This general penchant for small butts extends well into the next few decades. In the manga version of Ghost in the Shell (1989-1996), heroine Kusanagi Motoko is drawn with large breasts but with a small and muscular buttocks, owing to creator Shirow Masamune’s style and preferences. Motoko’s animated counterpart from the Oshii films is larger, but still not that much bigger.
Even into the 2000s, the “Cutie Honey” figure persisted, as shown with anime series such as Ikkitousen (above) and video games such as the Dead or Alive series (below). Both tend towards small butts despite the fact that their characters’ chest sizes can vary tremendously.
That same Cutie Honey opening later mentions that girls with big boobs are popular too. The trend for ideal female body types in anime seem to disagree in terms of chest size (especially if one takes into account the advent of lolicon-style art in the 1980s on), but appear to reach consensus with butt size.
However, I believe that, since the early 2000s, there has been an increasing amount of large butts and fans of large butts among both viewers and creators of anime.
Sizing Up in the 21st Century
There is no clear starting point for when big butts might have started to appear more prominently in anime, but a good place to start is with the 2003 anime TV series, Ghost in the Shell: Stand Alone Complex. With this new iteration in the Ghost in the Shell franchise came a new design for Major Kusanagi, and with her both wide hips and a larger rear.
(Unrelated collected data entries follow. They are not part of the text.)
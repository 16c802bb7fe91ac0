//! Items

/// A candidate for selection, in fixed-point units.
///
/// `cost` is in the currency's minor units and `return_value` is in return units
/// (see [`crate::catalog::RETURN_SCALE`]). Both are signed so that bad input can be
/// reported by the solver instead of being unrepresentable.
#[derive(Clone, Debug, PartialEq, Eq, Hash)]
pub struct Item {
    id: String,
    cost: i64,
    return_value: i64,
}

impl Item {
    /// Creates a new item with the given id, cost and return.
    pub fn new(id: impl Into<String>, cost: i64, return_value: i64) -> Self {
        Self {
            id: id.into(),
            cost,
            return_value,
        }
    }

    /// Returns the display id of the item
    pub fn id(&self) -> &str {
        &self.id
    }

    /// Returns the cost of the item
    pub fn cost(&self) -> i64 {
        self.cost
    }

    /// Returns the absolute return of the item if selected
    pub fn return_value(&self) -> i64 {
        self.return_value
    }
}

/// Sums the cost of a list of items, returning `None` on overflow.
pub fn total_cost<'a>(items: impl IntoIterator<Item = &'a Item>) -> Option<i64> {
    items
        .into_iter()
        .try_fold(0_i64, |acc, item| acc.checked_add(item.cost))
}

/// Sums the return of a list of items, returning `None` on overflow.
pub fn total_return<'a>(items: impl IntoIterator<Item = &'a Item>) -> Option<i64> {
    items
        .into_iter()
        .try_fold(0_i64, |acc, item| acc.checked_add(item.return_value))
}
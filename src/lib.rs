//! Satchel
//!
//! Satchel picks the shares that earn the most within a budget. Each share is
//! bought at most once, so the choice is an exact 0/1 knapsack, solved by dynamic
//! programming over integer minor units.

pub mod catalog;
pub mod fixtures;
pub mod items;
pub mod prelude;
pub mod report;
pub mod solvers;
pub mod utils;
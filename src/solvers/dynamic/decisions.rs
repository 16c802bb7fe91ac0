//! Decision bitset for the compact strategy

use super::table::zeroed;
use crate::solvers::SolverError;

/// One bit per (item, budget) cell, set when including the item won the cell.
#[derive(Debug, Clone, Default)]
pub struct Decisions {
    words: Vec<u64>,
    columns: usize,
}

impl Decisions {
    /// Clear and size the bitset for `rows` items and `columns` budget levels.
    ///
    /// # Errors
    ///
    /// Returns [`SolverError::Allocation`] if the bitset cannot be allocated.
    pub(crate) fn reset(&mut self, rows: usize, columns: usize) -> Result<(), SolverError> {
        let bits = rows
            .checked_mul(columns)
            .ok_or(SolverError::Allocation { cells: usize::MAX })?;

        zeroed(&mut self.words, bits.div_ceil(64))?;
        self.columns = columns;

        Ok(())
    }

    pub(crate) fn set(&mut self, row: usize, column: usize) {
        let bit = row * self.columns + column;

        if let Some(word) = self.words.get_mut(bit / 64) {
            *word |= 1 << (bit % 64);
        }
    }

    pub(crate) fn get(&self, row: usize, column: usize) -> bool {
        let bit = row * self.columns + column;

        self.words
            .get(bit / 64)
            .is_some_and(|word| word & (1 << (bit % 64)) != 0)
    }

    /// Allocated size in bytes
    pub fn capacity_bytes(&self) -> usize {
        self.words.capacity() * size_of::<u64>()
    }
}

#[cfg(test)]
mod tests {
    use testresult::TestResult;

    use super::*;

    #[test]
    fn set_bits_are_read_back() -> TestResult {
        let mut decisions = Decisions::default();
        decisions.reset(3, 70)?;

        decisions.set(0, 0);
        decisions.set(1, 69);
        decisions.set(2, 5);

        assert!(decisions.get(0, 0));
        assert!(decisions.get(1, 69));
        assert!(decisions.get(2, 5));
        assert!(!decisions.get(1, 68));
        assert!(!decisions.get(2, 6));

        Ok(())
    }

    #[test]
    fn reset_clears_previous_bits() -> TestResult {
        let mut decisions = Decisions::default();
        decisions.reset(2, 10)?;
        decisions.set(1, 3);

        decisions.reset(2, 10)?;

        assert!(!decisions.get(1, 3));

        Ok(())
    }

    #[test]
    fn out_of_range_reads_are_false() -> TestResult {
        let mut decisions = Decisions::default();
        decisions.reset(1, 4)?;

        assert!(!decisions.get(10, 10));

        Ok(())
    }

    #[test]
    fn oversized_bitset_is_an_error() {
        let mut decisions = Decisions::default();

        assert_eq!(
            decisions.reset(usize::MAX, 2),
            Err(SolverError::Allocation { cells: usize::MAX })
        );
    }
}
The mecha anime Shinkon Gattai Godannar!! from 2004 featured a blend of intense action and overwhelming fanservice. Not only do the girls in that series tend to have larger buttocks in general, but it even has a character with especially prominent lower curves named Fujimura Shizuru. In one episode, Shizuru gets stuck trying to enter an escape hatch in a giant robot due to the sheer size of her hips and butt.
The 2008 anime Real Drive (based on a manga by Shirow Masamune) went the extra step and featured a core cast of plus-size women of all shapes and sizes.This series arguably does not place a great emphasis on large butts specifically, but it’s worth noting because of how the traditionally popular thin body type is all but absent in Real Drive.
For the sake of brevity, I’m not going into every single anime featuring girls with big butts, but by 2016 we’ve even seen series that all but worship female buttocks. The first is Prison School, which not only features the character of Shiraki Meiko, a powerful dominatrix with a dynamite body (shown below), but also a school chairman who genuinely loves big butts from the bottom of his heart.
The second anime is Keijo!!!!!!!! (shown above). This series particular is noteworthy because it’s literally a series where girls fight with their butts using special techniques straight out of shounen fighting works. Indeed, Keijo!!!!!!!! might be the culmination of this trend, an outright love letter to big butts that transcends the typical confines of fanservice anime.
Generally speaking, small butt fanservice has never disappeared from anime. However, perhaps nothing indicates the fact that large butts have gained ground more than Space Battleship Yamato 2199, the 2012 remake of the 1974 classic Space Battleship Yamato. The primary female character, Mori Yuki went from looking like this:
To looking like this:
Part of this trend appears to come from the individual creators themselves. Real Drive features character designs from an artist known for his love of larger ladies. Both Prison School and Keijo!!!!!!!! were originally manga as well. But I believe there to be other factors, a combination that created an environment where more and more people have come to realize their fondness for big butts in created works.
How Did We Get Here?
The exact delivery of fanservice has changed over the course of decades, and this includes how panty shots have been utilized. Back in the 1970s, as seen with the examples of Mari and Jun earlier, they tended to show up in brief moments while also being drawn very simply; plain white without much detail. In time, these brief glimpses began tending towards more prolonged, lingering shots, and with it came greater attention to the rendering of underwear. Animators drew the curvature of the hips, the lace on the undergarments, anything to heighten the impact of those fanservice shots.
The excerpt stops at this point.